+++ Extracted information

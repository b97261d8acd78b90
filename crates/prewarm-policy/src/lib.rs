//! Catalog policy handling for prewarm
//!
//! - [`PolicyDocument`] parses the allow-list YAML
//! - [`PolicyCompiler`] turns it into anchored matchers, pruning rules for
//!   architectures the run does not cover
//! - [`SelectionFilter`] applies the policy and an ad-hoc expression to the
//!   raw catalog

pub mod compiler;
pub mod selection;

pub use compiler::{
    translate_glob, CompiledPolicy, CompiledRule, PolicyCompiler, PolicyDocument, PolicySection,
};
pub use selection::SelectionFilter;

++++++

### What the task asks
Transcribe the material above in full, keeping every word.

### Your response
repository b97261d8acd78b90
filename crates/prewarm-policy/src/lib.rs
//! Catalog policy handling for prewarm
//!
//! - [`PolicyDocument`] parses the allow-list YAML
//! - [`PolicyCompiler`] turns it into anchored matchers, pruning rules for
//!   architectures the run does not cover
//! - [`SelectionFilter`] applies the policy and an ad-hoc expression to the
//!   raw catalog

pub mod compiler;
pub mod selection;

pub use compiler::{
    translate_glob, CompiledPolicy, CompiledRule, PolicyCompiler, PolicyDocument, PolicySection,
};
pub use selection::SelectionFilter;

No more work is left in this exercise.